As the leader we have to start with ourselves. The most crucial resource we have is our time and how we choose to use it. If we are poor time managers then we apply unnecessary stress to our own lives and those of our colleagues. We show up with unreasonable turn around times for work, because we were not properly organized. We become very stressed and that spreads like an epidemic across the team. Our stress immediately impacts our mood control and our mood can lighten or darken the workplace within seconds.
We are time poor because we haven't done a good enough job on defining our priorities. We are also rushing around because we are doing too much. The reason we are so busy is because we are unable to delegate our work properly. We tried it once, there were errors, problems, rework and we decided, "it is faster if I do it myself". This is false economy, because we can't do everything by ourselves. We need to gain leverage from accessing the full power of the team. Delegation is also an important driver of career development for our successors. By giving them some of our tasks, we can start to groom them for higher things.

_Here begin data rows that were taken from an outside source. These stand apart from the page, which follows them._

//! Source attribution for circuit-level consumption
//!
//! House generation is shared across circuits in proportion to each
//! circuit's share of the total house load: solar covers its share first,
//! battery discharge covers what solar could not, and the remainder is
//! grid import. Generation beyond the whole-house load is export, carried
//! at house level; a circuit attribution never goes negative and never
//! exceeds the circuit's own draw.

use crate::types::{HouseFlow, PowerFlow, SourceMix, SourceSplit};

/// Loads below this count as zero to keep the share division sane
const MIN_LOAD_W: f64 = 1.0;

/// A hub sample that cannot participate in attribution
#[derive(Debug, thiserror::Error, PartialEq, Eq)]
pub enum AttributionError {
    #[error("hub reported a non-finite power value")]
    InvalidFlow,
}

/// Checks a hub sample before it is used for a cycle.
///
/// On failure the caller degrades the cycle to grid-only attribution.
pub fn check_flow(flow: &PowerFlow) -> Result<(), AttributionError> {
    if flow.solar_w.is_finite() && flow.battery_w.is_finite() {
        Ok(())
    } else {
        Err(AttributionError::InvalidFlow)
    }
}

/// Splits one circuit's draw across solar, battery, and grid.
///
/// With a near-zero house load the split is all-zero rather than a division
/// blow-up; callers treat that cycle as unattributed.
pub fn attribute(watts: f64, house_load_w: f64, flow: &PowerFlow) -> SourceSplit {
    if watts <= 0.0 || house_load_w < MIN_LOAD_W {
        return SourceSplit::default();
    }

    let share = watts / house_load_w;
    let solar = (flow.solar_w.max(0.0) * share).min(watts);
    // charging batteries are a load, not a source
    let discharge = flow.battery_w.max(0.0);
    let battery = (discharge * share).min(watts - solar);
    let grid = (watts - solar - battery).max(0.0);

    SourceSplit {
        solar_w: solar,
        battery_w: battery,
        grid_w: grid,
    }
}

/// Builds the whole-house panel view for one cycle.
///
/// `grid_w` goes negative while generation exceeds load; the excess is also
/// reported as `export_w`.
pub fn house_flow(load_w: f64, flow: Option<&PowerFlow>) -> HouseFlow {
    let (solar, discharge, soc) = match flow {
        Some(f) => (f.solar_w.max(0.0), f.battery_w.max(0.0), f.battery_soc),
        None => (0.0, 0.0, None),
    };

    let generation = solar + discharge;
    HouseFlow {
        load_w,
        solar_w: solar,
        battery_w: discharge,
        grid_w: load_w - generation,
        export_w: (generation - load_w).max(0.0),
        battery_soc: soc,
        mix: source_mix(load_w, solar, discharge),
    }
}

/// Percentages are shares of total supply, not of house load, so a house
/// that is exporting still shows where its power comes from.
fn source_mix(load_w: f64, solar_w: f64, battery_w: f64) -> SourceMix {
    let grid_supply = (load_w - solar_w - battery_w).max(0.0);
    let total = solar_w + battery_w + grid_supply;
    if total < MIN_LOAD_W {
        return SourceMix::default();
    }
    SourceMix {
        solar_pct: solar_w / total * 100.0,
        battery_pct: battery_w / total * 100.0,
        grid_pct: grid_supply / total * 100.0,
    }
}

#[cfg(test)]
mod tests {
    use super::*;

    fn close(a: f64, b: f64) -> bool {
        (a - b).abs() < 1e-6
    }

    fn solar_only(watts: f64) -> PowerFlow {
        PowerFlow {
            solar_w: watts,
            battery_w: 0.0,
            battery_soc: None,
        }
    }

    #[test]
    fn test_proportional_solar_split() {
        // 800 W of solar over a 1500 W house: a 1000 W circuit gets two
        // thirds of it, a 500 W circuit one third
        let flow = solar_only(800.0);

        let big = attribute(1000.0, 1500.0, &flow);
        assert!(close(big.solar_w, 533.333333));
        assert!(close(big.battery_w, 0.0));
        assert!(close(big.grid_w, 466.666667));

        let small = attribute(500.0, 1500.0, &flow);
        assert!(close(small.solar_w, 266.666667));
        assert!(close(small.grid_w, 233.333333));
    }

    #[test]
    fn test_split_sums_to_circuit_draw() {
        let flow = PowerFlow {
            solar_w: 1200.0,
            battery_w: 300.0,
            battery_soc: Some(81.0),
        };
        for watts in [0.5, 40.0, 350.0, 2200.0] {
            let split = attribute(watts, 2590.5, &flow);
            assert!(close(split.total(), watts), "watts {watts}");
        }
    }

    #[test]
    fn test_battery_covers_after_solar() {
        let flow = PowerFlow {
            solar_w: 500.0,
            battery_w: 400.0,
            battery_soc: None,
        };
        let split = attribute(1000.0, 1000.0, &flow);
        assert!(close(split.solar_w, 500.0));
        assert!(close(split.battery_w, 400.0));
        assert!(close(split.grid_w, 100.0));
    }

    #[test]
    fn test_attribution_capped_at_circuit_draw() {
        // abundant generation fully covers the circuit, never exceeds it
        let flow = solar_only(5000.0);
        let split = attribute(100.0, 1000.0, &flow);
        assert!(close(split.solar_w, 100.0));
        assert!(close(split.battery_w, 0.0));
        assert!(close(split.grid_w, 0.0));
    }

    #[test]
    fn test_zero_house_load_yields_zero_split() {
        let flow = solar_only(800.0);
        assert_eq!(attribute(120.0, 0.0, &flow), SourceSplit::default());
        assert_eq!(attribute(120.0, 0.4, &flow), SourceSplit::default());
    }

    #[test]
    fn test_no_flow_is_grid_only() {
        let split = attribute(750.0, 1500.0, &PowerFlow::default());
        assert_eq!(split, SourceSplit::grid_only(750.0));
    }

    #[test]
    fn test_charging_battery_contributes_nothing() {
        let flow = PowerFlow {
            solar_w: 0.0,
            battery_w: -1200.0,
            battery_soc: Some(40.0),
        };
        let split = attribute(600.0, 1000.0, &flow);
        assert_eq!(split, SourceSplit::grid_only(600.0));

        let house = house_flow(1000.0, Some(&flow));
        assert!(close(house.battery_w, 0.0));
        assert!(close(house.grid_w, 1000.0));
    }

    #[test]
    fn test_house_export() {
        let house = house_flow(1000.0, Some(&solar_only(3000.0)));
        assert!(close(house.grid_w, -2000.0));
        assert!(close(house.export_w, 2000.0));
        assert!(close(house.mix.solar_pct, 100.0));
        assert!(close(house.mix.grid_pct, 0.0));
    }

    #[test]
    fn test_house_mix_percentages() {
        let flow = PowerFlow {
            solar_w: 500.0,
            battery_w: 250.0,
            battery_soc: Some(77.5),
        };
        let house = house_flow(1000.0, Some(&flow));
        assert!(close(house.mix.solar_pct, 50.0));
        assert!(close(house.mix.battery_pct, 25.0));
        assert!(close(house.mix.grid_pct, 25.0));
        assert_eq!(house.battery_soc, Some(77.5));
    }

    #[test]
    fn test_mix_is_supply_based_while_exporting() {
        // exporting house: shares are of total generation, not of load
        let flow = PowerFlow {
            solar_w: 2000.0,
            battery_w: 500.0,
            battery_soc: None,
        };
        let house = house_flow(1000.0, Some(&flow));
        assert!(close(house.mix.solar_pct, 80.0));
        assert!(close(house.mix.battery_pct, 20.0));
        assert!(close(house.mix.grid_pct, 0.0));
        assert!(close(house.export_w, 1500.0));
    }

    #[test]
    fn test_house_flow_without_hub() {
        let house = house_flow(900.0, None);
        assert!(close(house.grid_w, 900.0));
        assert!(close(house.export_w, 0.0));
        assert!(close(house.mix.grid_pct, 100.0));
        assert_eq!(house.battery_soc, None);
    }

    #[test]
    fn test_check_flow_rejects_non_finite() {
        let bad = PowerFlow {
            solar_w: f64::NAN,
            battery_w: 0.0,
            battery_soc: None,
        };
        assert_eq!(check_flow(&bad), Err(AttributionError::InvalidFlow));
        assert!(check_flow(&solar_only(100.0)).is_ok());
    }
}
//! Core data types, tariff classification, and source attribution for wattd
//!
//! This crate provides the fundamental data structures and pure logic for
//! energy telemetry processing. Everything here is I/O-free; polling,
//! persistence, and distribution live in the sibling crates.

pub mod attribution;
pub mod tariff;
pub mod types;

pub use attribution::*;
pub use tariff::*;
pub use types::*;
//! Query operations for readings and rollup buckets

use crate::schema::AggregateRow;
use crate::{StoreClient, StoreResult};
use sqlx::{Row, Sqlite, Transaction};
use tracing::{debug, instrument};
use watt_core::{CycleRecord, DayTotals, Granularity, HistoricalAggregate, Timestamp, TouPeriod};

const INSERT_READING: &str = r#"
    INSERT OR REPLACE INTO readings (
        circuit_id, ts, watts, cumulative_kwh,
        solar_w, battery_w, grid_w, period, rate
    ) VALUES (?, ?, ?, ?, ?, ?, ?, ?, ?)
"#;

const UPSERT_BUCKET: &str = r#"
    INSERT INTO aggregates (
        circuit_id, bucket_start, granularity, kwh, cost,
        peak_kwh, peak_cost, part_peak_kwh, part_peak_cost,
        off_peak_kwh, off_peak_cost
    ) VALUES (?, ?, ?, ?, ?, ?, ?, ?, ?, ?, ?)
    ON CONFLICT (circuit_id, bucket_start, granularity) DO UPDATE SET
        kwh = kwh + excluded.kwh,
        cost = cost + excluded.cost,
        peak_kwh = peak_kwh + excluded.peak_kwh,
        peak_cost = peak_cost + excluded.peak_cost,
        part_peak_kwh = part_peak_kwh + excluded.part_peak_kwh,
        part_peak_cost = part_peak_cost + excluded.part_peak_cost,
        off_peak_kwh = off_peak_kwh + excluded.off_peak_kwh,
        off_peak_cost = off_peak_cost + excluded.off_peak_cost
"#;

impl StoreClient {
    /// Create tables and indexes; safe to run on every start.
    #[instrument(skip(self))]
    pub async fn init_schema(&self) -> StoreResult<()> {
        for ddl in crate::schema::DDL {
            sqlx::query(ddl).execute(self.pool()).await?;
        }
        debug!("schema ready");
        Ok(())
    }

    /// Persist one poll cycle atomically: every circuit's reading plus the
    /// hour and day buckets the cycle's energy lands in.
    #[instrument(skip(self, records), fields(records = records.len()))]
    pub async fn append_cycle(
        &self,
        records: &[CycleRecord],
        hour_bucket: Timestamp,
        day_bucket: Timestamp,
    ) -> StoreResult<()> {
        let mut tx = self.pool().begin().await?;

        for rec in records {
            sqlx::query(INSERT_READING)
                .bind(&rec.reading.circuit_id)
                .bind(rec.reading.ts)
                .bind(rec.reading.watts)
                .bind(rec.reading.cumulative_kwh)
                .bind(rec.split.solar_w)
                .bind(rec.split.battery_w)
                .bind(rec.split.grid_w)
                .bind(rec.period.as_str())
                .bind(rec.rate)
                .execute(&mut *tx)
                .await?;

            upsert_bucket(
                &mut tx,
                &rec.reading.circuit_id,
                hour_bucket,
                Granularity::Hour,
                rec.energy_kwh,
                rec.cost,
                rec.period,
            )
            .await?;
            upsert_bucket(
                &mut tx,
                &rec.reading.circuit_id,
                day_bucket,
                Granularity::Day,
                rec.energy_kwh,
                rec.cost,
                rec.period,
            )
            .await?;
        }

        tx.commit().await?;
        debug!("cycle persisted");
        Ok(())
    }

    /// Add consumption into one hour and its day bucket outside the live
    /// path; used by startup gap fill.
    #[instrument(skip(self))]
    pub async fn add_consumption(
        &self,
        circuit_id: &str,
        hour_bucket: Timestamp,
        day_bucket: Timestamp,
        kwh: f64,
        cost: f64,
        period: TouPeriod,
    ) -> StoreResult<()> {
        let mut tx = self.pool().begin().await?;
        upsert_bucket(
            &mut tx,
            circuit_id,
            hour_bucket,
            Granularity::Hour,
            kwh,
            cost,
            period,
        )
        .await?;
        upsert_bucket(
            &mut tx,
            circuit_id,
            day_bucket,
            Granularity::Day,
            kwh,
            cost,
            period,
        )
        .await?;
        tx.commit().await?;
        Ok(())
    }

    /// Rollup buckets with `start <= bucket_start < end`, oldest first.
    /// An empty `circuit_ids` slice means every circuit.
    #[instrument(skip(self, circuit_ids))]
    pub async fn query_aggregates(
        &self,
        circuit_ids: &[String],
        start: Timestamp,
        end: Timestamp,
        granularity: Granularity,
    ) -> StoreResult<Vec<HistoricalAggregate>> {
        let mut sql = String::from(
            "SELECT circuit_id, bucket_start, granularity, kwh, cost, \
             peak_kwh, peak_cost, part_peak_kwh, part_peak_cost, \
             off_peak_kwh, off_peak_cost \
             FROM aggregates \
             WHERE granularity = ? AND bucket_start >= ? AND bucket_start < ?",
        );
        if !circuit_ids.is_empty() {
            let placeholders = vec!["?"; circuit_ids.len()].join(", ");
            sql.push_str(&format!(" AND circuit_id IN ({placeholders})"));
        }
        sql.push_str(" ORDER BY bucket_start ASC, circuit_id ASC");

        let mut query = sqlx::query_as::<_, AggregateRow>(&sql)
            .bind(granularity.as_str())
            .bind(start)
            .bind(end);
        for id in circuit_ids {
            query = query.bind(id);
        }

        let rows = query.fetch_all(self.pool()).await?;
        debug!(rows = rows.len(), "aggregates queried");
        rows.into_iter().map(AggregateRow::into_aggregate).collect()
    }

    /// Timestamp of the newest persisted reading
    #[instrument(skip(self))]
    pub async fn latest_reading_ts(&self) -> StoreResult<Option<Timestamp>> {
        let row = sqlx::query("SELECT MAX(ts) AS ts FROM readings")
            .fetch_one(self.pool())
            .await?;
        Ok(row.get::<Option<i64>, _>("ts"))
    }

    /// Summed kWh and cost across all circuits for one day bucket
    #[instrument(skip(self))]
    pub async fn day_totals(&self, day_bucket: Timestamp) -> StoreResult<DayTotals> {
        let row = sqlx::query(
            "SELECT COALESCE(SUM(kwh), 0) AS kwh, COALESCE(SUM(cost), 0) AS cost \
             FROM aggregates WHERE granularity = 'day' AND bucket_start = ?",
        )
        .bind(day_bucket)
        .fetch_one(self.pool())
        .await?;
        Ok(DayTotals {
            kwh: row.get("kwh"),
            cost: row.get("cost"),
        })
    }

    /// Count of persisted readings
    #[instrument(skip(self))]
    pub async fn count_readings(&self) -> StoreResult<i64> {
        let row = sqlx::query("SELECT COUNT(*) AS count FROM readings")
            .fetch_one(self.pool())
            .await?;
        Ok(row.get("count"))
    }

    /// Delete readings and rollup buckets older than `cutoff`.
    #[instrument(skip(self))]
    pub async fn prune_before(&self, cutoff: Timestamp) -> StoreResult<u64> {
        let mut tx = self.pool().begin().await?;
        let readings = sqlx::query("DELETE FROM readings WHERE ts < ?")
            .bind(cutoff)
            .execute(&mut *tx)
            .await?
            .rows_affected();
        let buckets = sqlx::query("DELETE FROM aggregates WHERE bucket_start < ?")
            .bind(cutoff)
            .execute(&mut *tx)
            .await?
            .rows_affected();
        tx.commit().await?;

        let deleted = readings + buckets;
        debug!(readings, buckets, "pruned history");
        Ok(deleted)
    }
}

async fn upsert_bucket(
    tx: &mut Transaction<'_, Sqlite>,
    circuit_id: &str,
    bucket_start: Timestamp,
    granularity: Granularity,
    kwh: f64,
    cost: f64,
    period: TouPeriod,
) -> StoreResult<()> {
    let (peak_kwh, part_peak_kwh, off_peak_kwh) = match period {
        TouPeriod::Peak => (kwh, 0.0, 0.0),
        TouPeriod::PartPeak => (0.0, kwh, 0.0),
        TouPeriod::OffPeak => (0.0, 0.0, kwh),
    };
    let (peak_cost, part_peak_cost, off_peak_cost) = match period {
        TouPeriod::Peak => (cost, 0.0, 0.0),
        TouPeriod::PartPeak => (0.0, cost, 0.0),
        TouPeriod::OffPeak => (0.0, 0.0, cost),
    };

    sqlx::query(UPSERT_BUCKET)
        .bind(circuit_id)
        .bind(bucket_start)
        .bind(granularity.as_str())
        .bind(kwh)
        .bind(cost)
        .bind(peak_kwh)
        .bind(peak_cost)
        .bind(part_peak_kwh)
        .bind(part_peak_cost)
        .bind(off_peak_kwh)
        .bind(off_peak_cost)
        .execute(&mut **tx)
        .await?;
    Ok(())
}
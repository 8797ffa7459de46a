//! Embedded persistence for readings and rollups
//!
//! The daemon owns its SQLite file outright: the schema is created on
//! startup and writes happen in one transaction per poll cycle, so readers
//! can never observe a cycle with its readings committed but its rollups
//! missing.

pub mod client;
pub mod queries;
pub mod schema;

pub use client::*;
pub use schema::*;

use thiserror::Error;

#[derive(Debug, Error)]
pub enum StoreError {
    #[error("database error: {0}")]
    Database(#[from] sqlx::Error),

    #[error("unexpected row data: {0}")]
    Corrupt(String),
}

pub type StoreResult<T> = Result<T, StoreError>;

The reason why we think delegation doesn't work is because we have been doing it the wrong way. Done correctly, it can help us to use our time for those tasks that only we can perform. One of them is coaching our people. Leaders imagine they are coaching their people, but in reality they are just handing out orders. The accountability of the team is closely linked to the amount of time and energy we invest in coaching them.
We want higher outcomes, which means we either do something new or something old, but in a slightly new way. That means change and people resist change. They resist it because they don't want to step outside their Comfort Zones. If we want them to step up we have to coach them, delegate to them and hold them accountable for the results.
When we have time, we are in a strong position to monitor progress and check on milestones. Unpleasant surprises are never greeted well by the organization’s hierarchy and we don't want to be the bearer of bad news because one of our team missed a deadline or a quality standard or compliance with a regulation.
Delegation is not dumping work on people. It is taking the time to explain the Why, the What and the How. It is having them take ownership and having them see this as a stepping stone to bigger things. In this way, the sense of ownership of the task and therefore the accountability is strong. It means coaching them on the way through to completion of the task so that there are only pluses and no minuses.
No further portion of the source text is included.